##### Available records #####

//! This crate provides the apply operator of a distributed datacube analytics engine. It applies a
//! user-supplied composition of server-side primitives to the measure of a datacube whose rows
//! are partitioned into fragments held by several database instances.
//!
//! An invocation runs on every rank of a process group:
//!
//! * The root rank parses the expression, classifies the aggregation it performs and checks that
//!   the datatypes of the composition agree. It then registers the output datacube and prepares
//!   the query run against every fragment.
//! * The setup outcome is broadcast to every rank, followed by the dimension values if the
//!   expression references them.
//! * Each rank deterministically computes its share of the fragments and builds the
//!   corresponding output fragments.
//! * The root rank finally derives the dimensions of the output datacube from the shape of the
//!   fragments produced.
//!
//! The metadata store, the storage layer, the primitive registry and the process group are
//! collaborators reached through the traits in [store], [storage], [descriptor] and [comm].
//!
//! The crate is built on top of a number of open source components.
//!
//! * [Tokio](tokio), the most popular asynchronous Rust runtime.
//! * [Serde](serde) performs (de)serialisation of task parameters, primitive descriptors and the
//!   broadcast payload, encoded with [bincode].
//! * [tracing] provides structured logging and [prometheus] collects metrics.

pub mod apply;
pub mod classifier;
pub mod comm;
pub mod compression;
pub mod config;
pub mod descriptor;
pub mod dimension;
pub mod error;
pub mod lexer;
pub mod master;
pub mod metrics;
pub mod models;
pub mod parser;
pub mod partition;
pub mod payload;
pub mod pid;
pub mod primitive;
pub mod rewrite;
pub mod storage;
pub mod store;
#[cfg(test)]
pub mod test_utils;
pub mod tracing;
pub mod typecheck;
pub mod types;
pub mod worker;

#####
##### Available records #####

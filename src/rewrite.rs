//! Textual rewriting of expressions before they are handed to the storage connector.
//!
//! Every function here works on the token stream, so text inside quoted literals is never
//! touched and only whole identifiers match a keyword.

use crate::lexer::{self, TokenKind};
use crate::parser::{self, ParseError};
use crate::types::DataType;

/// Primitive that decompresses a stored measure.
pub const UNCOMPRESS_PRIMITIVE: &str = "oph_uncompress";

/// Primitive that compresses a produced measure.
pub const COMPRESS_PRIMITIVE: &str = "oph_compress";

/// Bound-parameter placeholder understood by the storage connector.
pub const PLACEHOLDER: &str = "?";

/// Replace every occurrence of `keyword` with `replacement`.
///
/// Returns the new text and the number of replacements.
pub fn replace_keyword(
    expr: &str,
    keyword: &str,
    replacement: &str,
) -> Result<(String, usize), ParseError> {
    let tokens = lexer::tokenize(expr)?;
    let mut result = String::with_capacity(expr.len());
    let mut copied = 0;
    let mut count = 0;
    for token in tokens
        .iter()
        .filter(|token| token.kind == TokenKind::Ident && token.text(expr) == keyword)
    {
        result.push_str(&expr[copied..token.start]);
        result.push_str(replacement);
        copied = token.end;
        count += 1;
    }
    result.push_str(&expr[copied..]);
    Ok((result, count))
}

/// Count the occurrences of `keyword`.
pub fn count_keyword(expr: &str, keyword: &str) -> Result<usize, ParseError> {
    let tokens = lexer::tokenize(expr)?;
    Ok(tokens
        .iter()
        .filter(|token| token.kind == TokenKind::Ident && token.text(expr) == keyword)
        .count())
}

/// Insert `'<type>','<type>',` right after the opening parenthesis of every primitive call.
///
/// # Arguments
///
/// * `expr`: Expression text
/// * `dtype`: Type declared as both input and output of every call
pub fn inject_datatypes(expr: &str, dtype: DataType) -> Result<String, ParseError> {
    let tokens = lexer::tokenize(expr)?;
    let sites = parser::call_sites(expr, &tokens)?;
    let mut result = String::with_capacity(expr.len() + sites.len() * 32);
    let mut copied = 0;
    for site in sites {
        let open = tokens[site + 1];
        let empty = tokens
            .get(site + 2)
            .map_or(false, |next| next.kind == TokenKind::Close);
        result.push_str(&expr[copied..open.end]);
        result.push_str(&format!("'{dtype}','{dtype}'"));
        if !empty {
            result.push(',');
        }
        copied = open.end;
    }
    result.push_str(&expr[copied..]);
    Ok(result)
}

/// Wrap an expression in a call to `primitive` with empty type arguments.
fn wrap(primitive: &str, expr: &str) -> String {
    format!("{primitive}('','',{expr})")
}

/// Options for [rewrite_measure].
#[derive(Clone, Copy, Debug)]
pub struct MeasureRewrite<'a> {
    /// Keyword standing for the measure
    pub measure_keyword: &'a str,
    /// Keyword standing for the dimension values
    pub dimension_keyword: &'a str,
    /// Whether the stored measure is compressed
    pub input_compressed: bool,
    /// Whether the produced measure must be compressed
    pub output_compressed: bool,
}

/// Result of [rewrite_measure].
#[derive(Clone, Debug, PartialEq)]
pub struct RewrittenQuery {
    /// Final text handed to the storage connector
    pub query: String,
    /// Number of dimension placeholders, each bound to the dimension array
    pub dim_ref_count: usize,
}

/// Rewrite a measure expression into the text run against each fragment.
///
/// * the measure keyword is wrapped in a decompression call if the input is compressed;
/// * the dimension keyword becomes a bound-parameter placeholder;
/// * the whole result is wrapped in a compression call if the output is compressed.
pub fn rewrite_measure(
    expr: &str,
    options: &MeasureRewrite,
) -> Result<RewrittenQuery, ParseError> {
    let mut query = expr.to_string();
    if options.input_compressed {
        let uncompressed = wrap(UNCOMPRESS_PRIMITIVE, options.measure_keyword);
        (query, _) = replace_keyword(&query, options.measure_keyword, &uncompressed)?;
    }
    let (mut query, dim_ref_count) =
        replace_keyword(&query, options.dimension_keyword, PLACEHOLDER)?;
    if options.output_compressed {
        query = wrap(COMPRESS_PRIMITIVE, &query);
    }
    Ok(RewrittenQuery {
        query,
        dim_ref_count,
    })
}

#####

Exercise directions: Scan the data above for the word "Whether" and report every line where it is found.

Reply to the task:
    /// Whether the stored measure is compressed
    /// Whether the produced measure must be compressed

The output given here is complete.